**Exercise instructions**
Look through the data below for the line with "(inferred when omitted)", and transcribe it exactly together with each line after it up to and including the line with "--query: text or json". Give nothing else.

**Data for review**
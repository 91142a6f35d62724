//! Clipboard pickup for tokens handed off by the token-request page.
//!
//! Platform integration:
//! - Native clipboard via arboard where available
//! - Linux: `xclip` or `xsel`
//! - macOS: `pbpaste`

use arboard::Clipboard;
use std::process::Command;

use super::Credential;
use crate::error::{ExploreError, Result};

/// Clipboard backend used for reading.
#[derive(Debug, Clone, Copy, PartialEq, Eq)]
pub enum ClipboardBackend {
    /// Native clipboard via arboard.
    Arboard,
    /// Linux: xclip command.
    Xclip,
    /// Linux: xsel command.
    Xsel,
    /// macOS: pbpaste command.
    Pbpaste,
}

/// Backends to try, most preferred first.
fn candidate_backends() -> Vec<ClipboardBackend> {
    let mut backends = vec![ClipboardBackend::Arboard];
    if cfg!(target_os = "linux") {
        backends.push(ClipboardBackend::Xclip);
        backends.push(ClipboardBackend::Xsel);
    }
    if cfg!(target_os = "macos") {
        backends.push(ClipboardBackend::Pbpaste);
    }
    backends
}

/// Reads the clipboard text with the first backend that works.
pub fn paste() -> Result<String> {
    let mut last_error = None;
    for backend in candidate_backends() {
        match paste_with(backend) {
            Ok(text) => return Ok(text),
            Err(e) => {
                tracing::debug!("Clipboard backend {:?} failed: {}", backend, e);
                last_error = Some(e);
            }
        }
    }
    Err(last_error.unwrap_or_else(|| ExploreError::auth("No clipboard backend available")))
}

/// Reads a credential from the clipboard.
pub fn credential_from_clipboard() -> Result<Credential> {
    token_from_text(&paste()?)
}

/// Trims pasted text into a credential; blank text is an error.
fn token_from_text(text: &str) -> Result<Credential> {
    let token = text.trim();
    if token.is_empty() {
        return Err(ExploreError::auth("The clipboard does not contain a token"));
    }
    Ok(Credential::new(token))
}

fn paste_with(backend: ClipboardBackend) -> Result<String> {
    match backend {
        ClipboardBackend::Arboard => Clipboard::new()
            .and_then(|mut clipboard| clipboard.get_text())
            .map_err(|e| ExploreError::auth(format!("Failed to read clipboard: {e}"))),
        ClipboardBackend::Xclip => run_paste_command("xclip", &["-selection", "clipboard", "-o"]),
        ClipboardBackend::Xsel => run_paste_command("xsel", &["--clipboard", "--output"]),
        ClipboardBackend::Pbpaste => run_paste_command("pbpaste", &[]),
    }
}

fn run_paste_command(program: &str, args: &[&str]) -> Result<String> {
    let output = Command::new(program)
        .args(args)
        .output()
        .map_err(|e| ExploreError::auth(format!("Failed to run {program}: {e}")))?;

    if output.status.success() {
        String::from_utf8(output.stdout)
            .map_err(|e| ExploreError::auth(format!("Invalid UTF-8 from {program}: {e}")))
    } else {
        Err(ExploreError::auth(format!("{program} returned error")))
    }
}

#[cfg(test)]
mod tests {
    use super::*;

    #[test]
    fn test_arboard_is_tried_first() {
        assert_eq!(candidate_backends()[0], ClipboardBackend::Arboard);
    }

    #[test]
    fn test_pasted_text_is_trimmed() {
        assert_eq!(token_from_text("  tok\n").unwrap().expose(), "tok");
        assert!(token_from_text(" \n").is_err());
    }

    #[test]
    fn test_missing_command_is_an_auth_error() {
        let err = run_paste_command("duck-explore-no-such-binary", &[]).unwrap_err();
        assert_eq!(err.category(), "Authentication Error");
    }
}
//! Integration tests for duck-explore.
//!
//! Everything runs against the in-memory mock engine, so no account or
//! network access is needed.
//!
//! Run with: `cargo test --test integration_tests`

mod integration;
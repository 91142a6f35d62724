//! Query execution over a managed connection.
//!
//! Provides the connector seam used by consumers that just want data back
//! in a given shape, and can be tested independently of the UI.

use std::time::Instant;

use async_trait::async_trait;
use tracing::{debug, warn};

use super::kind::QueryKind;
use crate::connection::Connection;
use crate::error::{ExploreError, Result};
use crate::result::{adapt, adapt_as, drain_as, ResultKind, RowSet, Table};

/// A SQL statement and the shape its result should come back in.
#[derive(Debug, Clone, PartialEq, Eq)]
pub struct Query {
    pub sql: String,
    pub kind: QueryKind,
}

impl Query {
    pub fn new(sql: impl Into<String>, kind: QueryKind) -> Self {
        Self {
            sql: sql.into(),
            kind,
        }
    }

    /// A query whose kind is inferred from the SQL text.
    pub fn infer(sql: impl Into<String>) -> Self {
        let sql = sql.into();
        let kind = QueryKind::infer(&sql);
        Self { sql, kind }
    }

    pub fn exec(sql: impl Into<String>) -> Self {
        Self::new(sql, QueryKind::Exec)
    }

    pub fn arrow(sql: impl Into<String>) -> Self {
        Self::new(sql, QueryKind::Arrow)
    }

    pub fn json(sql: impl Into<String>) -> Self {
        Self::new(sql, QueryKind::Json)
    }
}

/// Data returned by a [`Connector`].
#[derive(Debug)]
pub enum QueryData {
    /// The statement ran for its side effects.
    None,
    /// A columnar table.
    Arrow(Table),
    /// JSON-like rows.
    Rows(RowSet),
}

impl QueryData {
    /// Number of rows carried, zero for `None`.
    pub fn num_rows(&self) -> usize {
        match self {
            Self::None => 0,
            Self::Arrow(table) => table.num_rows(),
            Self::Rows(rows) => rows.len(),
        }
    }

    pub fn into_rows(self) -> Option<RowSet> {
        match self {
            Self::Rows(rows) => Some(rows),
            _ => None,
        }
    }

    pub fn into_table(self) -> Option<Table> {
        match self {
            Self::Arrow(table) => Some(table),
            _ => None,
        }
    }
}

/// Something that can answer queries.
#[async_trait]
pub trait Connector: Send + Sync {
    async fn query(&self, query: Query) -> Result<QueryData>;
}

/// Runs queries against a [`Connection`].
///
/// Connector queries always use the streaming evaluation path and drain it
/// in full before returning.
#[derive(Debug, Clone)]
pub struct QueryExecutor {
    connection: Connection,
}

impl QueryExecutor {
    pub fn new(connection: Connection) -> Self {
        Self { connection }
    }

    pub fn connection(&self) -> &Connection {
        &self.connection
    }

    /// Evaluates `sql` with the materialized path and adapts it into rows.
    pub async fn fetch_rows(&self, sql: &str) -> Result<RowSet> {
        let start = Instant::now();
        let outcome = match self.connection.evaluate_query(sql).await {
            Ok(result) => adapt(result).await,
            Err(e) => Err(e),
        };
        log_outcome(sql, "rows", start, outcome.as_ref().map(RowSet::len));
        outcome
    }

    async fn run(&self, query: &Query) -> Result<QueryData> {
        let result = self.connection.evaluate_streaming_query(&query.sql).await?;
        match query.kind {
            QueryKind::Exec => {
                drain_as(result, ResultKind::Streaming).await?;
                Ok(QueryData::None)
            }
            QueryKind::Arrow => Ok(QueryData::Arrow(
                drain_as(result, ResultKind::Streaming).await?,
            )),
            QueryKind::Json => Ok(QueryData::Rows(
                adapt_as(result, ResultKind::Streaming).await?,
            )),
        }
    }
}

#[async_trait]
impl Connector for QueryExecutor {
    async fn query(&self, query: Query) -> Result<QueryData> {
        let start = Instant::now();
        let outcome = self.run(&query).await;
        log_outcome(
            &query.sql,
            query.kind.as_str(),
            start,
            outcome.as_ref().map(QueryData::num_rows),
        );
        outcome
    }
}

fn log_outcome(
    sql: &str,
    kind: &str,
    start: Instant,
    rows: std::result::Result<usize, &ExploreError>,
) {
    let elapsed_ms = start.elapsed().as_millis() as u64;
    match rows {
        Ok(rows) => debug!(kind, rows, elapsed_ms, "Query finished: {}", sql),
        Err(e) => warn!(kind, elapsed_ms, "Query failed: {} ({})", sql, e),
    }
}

* * *

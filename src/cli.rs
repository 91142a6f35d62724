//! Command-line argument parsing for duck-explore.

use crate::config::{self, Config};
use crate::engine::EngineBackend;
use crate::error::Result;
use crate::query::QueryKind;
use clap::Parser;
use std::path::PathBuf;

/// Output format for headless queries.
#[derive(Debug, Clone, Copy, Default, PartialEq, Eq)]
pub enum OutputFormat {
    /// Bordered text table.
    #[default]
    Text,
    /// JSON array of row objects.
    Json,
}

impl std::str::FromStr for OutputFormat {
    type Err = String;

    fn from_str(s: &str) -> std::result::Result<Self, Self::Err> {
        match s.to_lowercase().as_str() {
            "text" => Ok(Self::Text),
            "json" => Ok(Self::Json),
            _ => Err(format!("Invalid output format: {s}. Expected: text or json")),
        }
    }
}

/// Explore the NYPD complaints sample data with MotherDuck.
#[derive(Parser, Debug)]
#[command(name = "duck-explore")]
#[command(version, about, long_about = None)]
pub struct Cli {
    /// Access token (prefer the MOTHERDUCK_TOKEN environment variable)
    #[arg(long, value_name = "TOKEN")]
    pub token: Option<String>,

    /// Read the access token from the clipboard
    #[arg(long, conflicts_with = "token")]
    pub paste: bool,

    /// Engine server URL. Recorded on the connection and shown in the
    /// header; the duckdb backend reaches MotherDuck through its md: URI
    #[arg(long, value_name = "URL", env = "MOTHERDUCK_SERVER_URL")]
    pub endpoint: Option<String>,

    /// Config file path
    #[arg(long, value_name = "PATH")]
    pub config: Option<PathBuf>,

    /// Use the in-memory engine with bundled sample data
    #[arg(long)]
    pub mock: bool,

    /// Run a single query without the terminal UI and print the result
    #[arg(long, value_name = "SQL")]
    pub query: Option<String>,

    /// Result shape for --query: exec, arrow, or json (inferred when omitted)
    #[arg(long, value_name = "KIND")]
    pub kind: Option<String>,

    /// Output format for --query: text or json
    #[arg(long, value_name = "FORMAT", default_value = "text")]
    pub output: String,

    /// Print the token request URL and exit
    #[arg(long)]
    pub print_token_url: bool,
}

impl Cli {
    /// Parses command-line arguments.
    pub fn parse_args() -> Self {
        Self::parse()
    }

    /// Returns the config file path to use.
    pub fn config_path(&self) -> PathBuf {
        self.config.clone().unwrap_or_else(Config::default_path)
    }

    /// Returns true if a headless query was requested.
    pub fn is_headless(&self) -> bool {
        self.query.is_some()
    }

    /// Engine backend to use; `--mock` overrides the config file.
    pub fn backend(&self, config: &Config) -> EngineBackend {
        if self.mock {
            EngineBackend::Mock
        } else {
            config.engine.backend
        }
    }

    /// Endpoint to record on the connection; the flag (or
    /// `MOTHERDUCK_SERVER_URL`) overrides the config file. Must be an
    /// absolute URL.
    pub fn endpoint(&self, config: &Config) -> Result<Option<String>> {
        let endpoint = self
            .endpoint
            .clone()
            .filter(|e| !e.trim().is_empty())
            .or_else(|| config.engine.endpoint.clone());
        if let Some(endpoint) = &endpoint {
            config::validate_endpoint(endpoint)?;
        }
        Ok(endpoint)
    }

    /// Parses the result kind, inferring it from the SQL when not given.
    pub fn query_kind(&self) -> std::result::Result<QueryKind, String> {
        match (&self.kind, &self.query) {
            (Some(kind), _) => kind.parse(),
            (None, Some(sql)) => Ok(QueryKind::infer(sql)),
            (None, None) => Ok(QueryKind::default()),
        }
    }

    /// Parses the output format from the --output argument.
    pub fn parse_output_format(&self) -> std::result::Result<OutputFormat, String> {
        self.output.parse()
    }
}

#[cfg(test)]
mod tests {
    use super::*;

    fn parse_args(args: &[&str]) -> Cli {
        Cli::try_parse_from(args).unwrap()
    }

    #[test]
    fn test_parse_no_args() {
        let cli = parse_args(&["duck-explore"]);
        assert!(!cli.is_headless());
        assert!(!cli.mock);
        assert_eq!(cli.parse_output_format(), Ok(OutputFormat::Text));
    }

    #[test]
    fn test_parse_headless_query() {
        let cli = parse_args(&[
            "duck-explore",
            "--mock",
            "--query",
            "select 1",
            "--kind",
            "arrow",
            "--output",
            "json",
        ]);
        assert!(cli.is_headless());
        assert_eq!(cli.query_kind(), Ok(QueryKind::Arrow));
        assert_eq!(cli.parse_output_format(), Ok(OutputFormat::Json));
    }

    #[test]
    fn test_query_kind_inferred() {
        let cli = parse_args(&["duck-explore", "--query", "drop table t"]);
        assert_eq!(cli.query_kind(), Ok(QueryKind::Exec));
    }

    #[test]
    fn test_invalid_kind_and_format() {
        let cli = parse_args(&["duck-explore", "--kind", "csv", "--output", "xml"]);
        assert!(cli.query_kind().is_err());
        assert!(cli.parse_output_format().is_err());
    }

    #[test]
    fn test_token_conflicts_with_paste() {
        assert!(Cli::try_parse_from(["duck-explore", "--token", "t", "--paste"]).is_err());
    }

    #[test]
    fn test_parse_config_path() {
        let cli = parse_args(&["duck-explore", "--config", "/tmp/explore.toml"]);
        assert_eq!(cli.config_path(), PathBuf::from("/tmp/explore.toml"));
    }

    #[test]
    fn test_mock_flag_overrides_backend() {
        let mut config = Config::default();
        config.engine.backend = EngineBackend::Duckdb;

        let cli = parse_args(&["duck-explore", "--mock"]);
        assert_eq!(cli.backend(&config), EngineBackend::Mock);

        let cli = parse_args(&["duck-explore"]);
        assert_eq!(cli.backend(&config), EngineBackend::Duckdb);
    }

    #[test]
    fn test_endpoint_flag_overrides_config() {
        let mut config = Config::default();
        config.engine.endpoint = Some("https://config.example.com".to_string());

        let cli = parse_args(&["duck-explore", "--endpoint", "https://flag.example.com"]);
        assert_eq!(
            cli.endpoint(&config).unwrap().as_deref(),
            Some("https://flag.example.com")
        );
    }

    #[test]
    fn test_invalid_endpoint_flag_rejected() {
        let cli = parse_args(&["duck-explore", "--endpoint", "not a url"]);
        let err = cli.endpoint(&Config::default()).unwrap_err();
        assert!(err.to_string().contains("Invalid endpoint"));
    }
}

**Expected output**
    /// Result shape for --query: exec, arrow, or json (inferred when omitted)
    #[arg(long, value_name = "KIND")]
    pub kind: Option<String>,

    /// Output format for --query: text or json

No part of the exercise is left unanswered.